In the listing below, find the line with "let found = if" and the line with "fn hash<H: Hasher>(&self, state: &mut". Repeat those two lines and all lines between them exactly.

◆ DATA FOR THIS EXERCISE
###
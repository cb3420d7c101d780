//! Type descriptors for bound expressions.
//!
//! The engine never inspects host types through reflection. Instead the host
//! describes its element types up front: primitives are built in, domain types are
//! declared as [`EntityType`]s (optionally deriving from a base), and the binder
//! resolves textual type names through a [`TypeRegistry`] the host populates.

use std::{
    fmt,
    hash::{Hash, Hasher},
    sync::Arc,
};

use indexmap::IndexMap;

use crate::record::RecordType;

/// Static type of an expression or a sequence element.
#[derive(Debug, Clone, PartialEq, Eq, Hash)]
pub enum Type {
    /// Top type; every value is assignable to it
    Object,
    /// Type of the `null` literal
    Null,
    Boolean,
    Int32,
    Int64,
    Decimal,
    Double,
    Char,
    String,
    /// Nullable wrapper around a value type (`Int32?`)
    Nullable(Box<Type>),
    /// Homogeneous list (`List<T>`)
    List(Box<Type>),
    /// Host-declared nominal type
    Entity(Arc<EntityType>),
    /// Dynamic record synthesized for a `new(...)` projection
    Record(Arc<RecordType>),
}

/// How a value of one type is converted to another without an explicit cast.
#[derive(Debug, Clone, Copy, PartialEq, Eq)]
pub enum Conversion {
    Identity,
    /// Numeric widening (`Int32` to `Int64`, ...)
    Numeric,
    /// Wrapping into a nullable, possibly after numeric widening
    Lift,
    /// Entity up-cast or conversion to `Object`
    Reference,
    /// The `null` literal to a reference or nullable type
    NullLiteral,
}

impl Type {
    pub fn list(element: Type) -> Type {
        Type::List(Box::new(element))
    }

    pub fn entity(entity: &Arc<EntityType>) -> Type {
        Type::Entity(Arc::clone(entity))
    }

    /// Nullable form of this type. Reference types are already nullable.
    pub fn nullable(self) -> Type {
        if self.is_value_type() {
            Type::Nullable(Box::new(self))
        } else {
            self
        }
    }

    /// Strips one `Nullable` layer, if any.
    pub fn non_nullable(&self) -> &Type {
        match self {
            Type::Nullable(inner) => inner,
            other => other,
        }
    }

    pub fn is_value_type(&self) -> bool {
        matches!(
            self,
            Type::Boolean | Type::Int32 | Type::Int64 | Type::Decimal | Type::Double | Type::Char
        )
    }

    /// True when a value of this type may be null.
    pub fn is_nullable(&self) -> bool {
        !self.is_value_type()
    }

    pub fn is_numeric(&self) -> bool {
        matches!(self, Type::Int32 | Type::Int64 | Type::Decimal | Type::Double)
    }

    /// Element type of a list.
    pub fn element_type(&self) -> Option<&Type> {
        match self {
            Type::List(inner) => Some(inner),
            _ => None,
        }
    }

    /// True for types whose values can be ordered.
    pub fn is_comparable(&self) -> bool {
        matches!(
            self.non_nullable(),
            Type::Boolean
                | Type::Int32
                | Type::Int64
                | Type::Decimal
                | Type::Double
                | Type::Char
                | Type::String
                | Type::Object
                | Type::Null
        )
    }

    /// Implicit conversion from `self` to `target`, if one exists.
    pub fn conversion_to(&self, target: &Type) -> Option<Conversion> {
        if self == target {
            return Some(Conversion::Identity);
        }
        match (self, target) {
            (_, Type::Object) => Some(Conversion::Reference),
            (Type::Null, t) if t.is_nullable() => Some(Conversion::NullLiteral),
            (Type::Nullable(from), Type::Nullable(to)) => {
                widens_numeric(from, to).then_some(Conversion::Lift)
            }
            (from, Type::Nullable(to)) => {
                (from == to.as_ref() || widens_numeric(from, to)).then_some(Conversion::Lift)
            }
            (Type::Entity(from), Type::Entity(to)) => {
                from.is_subtype_of(to).then_some(Conversion::Reference)
            }
            (from, to) if widens_numeric(from, to) => Some(Conversion::Numeric),
            _ => None,
        }
    }

    pub fn converts_to(&self, target: &Type) -> bool {
        self.conversion_to(target).is_some()
    }

    /// A runtime value of type `self` may be used where `target` is expected.
    pub fn is_assignable_to(&self, target: &Type) -> bool {
        match (self, target) {
            (Type::Null, _) => false,
            (from, Type::Nullable(to)) => from == to.as_ref(),
            (from, to) => matches!(
                from.conversion_to(to),
                Some(Conversion::Identity | Conversion::Reference)
            ),
        }
    }

    /// True when `self` is a strictly better conversion target than `other`, i.e.
    /// `self` converts implicitly to `other` but not the other way around.
    pub fn is_better_target_than(&self, other: &Type) -> bool {
        self.converts_to(other) && !other.converts_to(self)
    }

    /// Predefined type names that resolve without a registry entry.
    pub fn predefined(name: &str) -> Option<Type> {
        if let Some(inner) = name.strip_suffix('?') {
            return Type::predefined(inner.trim_end()).map(Type::nullable);
        }
        let ty = match name {
            "bool" | "Boolean" | "System.Boolean" => Type::Boolean,
            "int" | "Int32" | "System.Int32" => Type::Int32,
            "long" | "Int64" | "System.Int64" => Type::Int64,
            "decimal" | "Decimal" | "System.Decimal" => Type::Decimal,
            "double" | "Double" | "System.Double" | "float" | "Single" => Type::Double,
            "char" | "Char" | "System.Char" => Type::Char,
            "string" | "String" | "System.String" => Type::String,
            "object" | "Object" | "System.Object" => Type::Object,
            _ => return None,
        };
        Some(ty)
    }
}

fn numeric_rank(ty: &Type) -> Option<u8> {
    match ty {
        Type::Int32 => Some(0),
        Type::Int64 => Some(1),
        Type::Decimal => Some(2),
        Type::Double => Some(3),
        _ => None,
    }
}

/// Implicit numeric widening. Decimal and Double never convert into each other.
fn widens_numeric(from: &Type, to: &Type) -> bool {
    match (numeric_rank(from), numeric_rank(to)) {
        (Some(2), Some(3)) => false,
        (Some(f), Some(t)) => f < t,
        _ => false,
    }
}

impl fmt::Display for Type {
    fn fmt(&self, f: &mut fmt::Formatter<'_>) -> fmt::Result {
        match self {
            Type::Object => write!(f, "Object"),
            Type::Null => write!(f, "null"),
            Type::Boolean => write!(f, "Boolean"),
            Type::Int32 => write!(f, "Int32"),
            Type::Int64 => write!(f, "Int64"),
            Type::Decimal => write!(f, "Decimal"),
            Type::Double => write!(f, "Double"),
            Type::Char => write!(f, "Char"),
            Type::String => write!(f, "String"),
            Type::Nullable(inner) => write!(f, "{}?", inner),
            Type::List(inner) => write!(f, "List<{}>", inner),
            Type::Entity(entity) => write!(f, "{}", entity.name()),
            Type::Record(record) => write!(f, "{}", record.name()),
        }
    }
}

/// A host-declared nominal type with named, typed members.
///
/// Entity types are compared by their full name. A derived type sees the members of
/// its base chain and is assignable to every type in it.
#[derive(Debug)]
pub struct EntityType {
    full_name: String,
    base: Option<Arc<EntityType>>,
    members: IndexMap<String, Type>,
}

impl EntityType {
    pub fn builder(full_name: impl Into<String>) -> EntityTypeBuilder {
        EntityTypeBuilder {
            full_name: full_name.into(),
            base: None,
            members: IndexMap::new(),
        }
    }

    pub fn full_name(&self) -> &str {
        &self.full_name
    }

    /// Simple name: the last dot-separated segment of the full name.
    pub fn name(&self) -> &str {
        simple_name(&self.full_name)
    }

    pub fn base(&self) -> Option<&Arc<EntityType>> {
        self.base.as_ref()
    }

    /// Looks up a member on this type or its bases, returning the declared name.
    pub fn member(&self, name: &str, case_sensitive: bool) -> Option<(&str, &Type)> {
        let mut current = Some(self);
        while let Some(entity) = current {
            let found = if case_sensitive {
                entity.members.get_key_value(name)
            } else {
                entity
                    .members
                    .iter()
                    .find(|(member, _)| member.eq_ignore_ascii_case(name))
            };
            if let Some((member, ty)) = found {
                return Some((member.as_str(), ty));
            }
            current = entity.base.as_deref();
        }
        None
    }

    /// All members, base members first.
    pub fn members(&self) -> Vec<(&str, &Type)> {
        let mut all = match &self.base {
            Some(base) => base.members(),
            None => Vec::new(),
        };
        all.extend(self.members.iter().map(|(n, t)| (n.as_str(), t)));
        all
    }

    /// True when `self` is `other` or derives from it.
    pub fn is_subtype_of(&self, other: &EntityType) -> bool {
        let mut current = Some(self);
        while let Some(entity) = current {
            if entity == other {
                return true;
            }
            current = entity.base.as_deref();
        }
        false
    }
}

impl PartialEq for EntityType {
    fn eq(&self, other: &Self) -> bool {
        self.full_name == other.full_name
    }
}

impl Eq for EntityType {}

impl Hash for EntityType {
    fn hash<H: Hasher>(&self, state: &mut H) {
        self.full_name.hash(state);
    }
}

pub struct EntityTypeBuilder {
    full_name: String,
    base: Option<Arc<EntityType>>,
    members: IndexMap<String, Type>,
}

impl EntityTypeBuilder {
    pub fn extends(mut self, base: &Arc<EntityType>) -> Self {
        self.base = Some(Arc::clone(base));
        self
    }

    pub fn member(mut self, name: impl Into<String>, ty: Type) -> Self {
        self.members.insert(name.into(), ty);
        self
    }

    pub fn build(self) -> Arc<EntityType> {
        Arc::new(EntityType {
            full_name: self.full_name,
            base: self.base,
            members: self.members,
        })
    }
}

fn simple_name(full_name: &str) -> &str {
    full_name.rsplit('.').next().unwrap_or(full_name)
}

/// Name to type mapping used to resolve type literals such as `OfType("Worker")`.
///
/// Entries are keyed by full name. Simple-name lookup scans all entries and reports
/// every match so the caller can detect ambiguity.
#[derive(Debug, Clone, Default)]
pub struct TypeRegistry {
    types: IndexMap<String, Type>,
}

impl TypeRegistry {
    pub fn new() -> Self {
        Self::default()
    }

    /// Registers an entity type under its full name.
    pub fn register(&mut self, entity: &Arc<EntityType>) -> &mut Self {
        self.types
            .insert(entity.full_name().to_string(), Type::entity(entity));
        self
    }

    /// Registers any type under an explicit full name.
    pub fn register_as(&mut self, full_name: impl Into<String>, ty: Type) -> &mut Self {
        self.types.insert(full_name.into(), ty);
        self
    }

    pub fn with(mut self, entity: &Arc<EntityType>) -> Self {
        self.register(entity);
        self
    }

    pub fn len(&self) -> usize {
        self.types.len()
    }

    pub fn is_empty(&self) -> bool {
        self.types.is_empty()
    }

    /// Exact full-name lookup.
    pub fn get(&self, full_name: &str, case_sensitive: bool) -> Option<&Type> {
        if case_sensitive {
            return self.types.get(full_name);
        }
        self.types
            .iter()
            .find(|(name, _)| name.eq_ignore_ascii_case(full_name))
            .map(|(_, ty)| ty)
    }

    /// Every registered type whose simple name matches `name`.
    pub fn find_by_simple_name(&self, name: &str, case_sensitive: bool) -> Vec<(&str, &Type)> {
        self.types
            .iter()
            .filter(|(full_name, _)| {
                let simple = simple_name(full_name);
                if case_sensitive {
                    simple == name
                } else {
                    simple.eq_ignore_ascii_case(name)
                }
            })
            .map(|(full_name, ty)| (full_name.as_str(), ty))
            .collect()
    }
}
###
◆ RESPONSE TO THE EXERCISE
            let found = if case_sensitive {
                entity.members.get_key_value(name)
            } else {
                entity
                    .members
                    .iter()
                    .find(|(member, _)| member.eq_ignore_ascii_case(name))
            };
            if let Some((member, ty)) = found {
                return Some((member.as_str(), ty));
            }
            current = entity.base.as_deref();
        }
        None
    }

    /// All members, base members first.
    pub fn members(&self) -> Vec<(&str, &Type)> {
        let mut all = match &self.base {
            Some(base) => base.members(),
            None => Vec::new(),
        };
        all.extend(self.members.iter().map(|(n, t)| (n.as_str(), t)));
        all
    }

    /// True when `self` is `other` or derives from it.
    pub fn is_subtype_of(&self, other: &EntityType) -> bool {
        let mut current = Some(self);
        while let Some(entity) = current {
            if entity == other {
                return true;
            }
            current = entity.base.as_deref();
        }
        false
    }
}

impl PartialEq for EntityType {
    fn eq(&self, other: &Self) -> bool {
        self.full_name == other.full_name
    }
}

impl Eq for EntityType {}

impl Hash for EntityType {
    fn hash<H: Hasher>(&self, state: &mut H) {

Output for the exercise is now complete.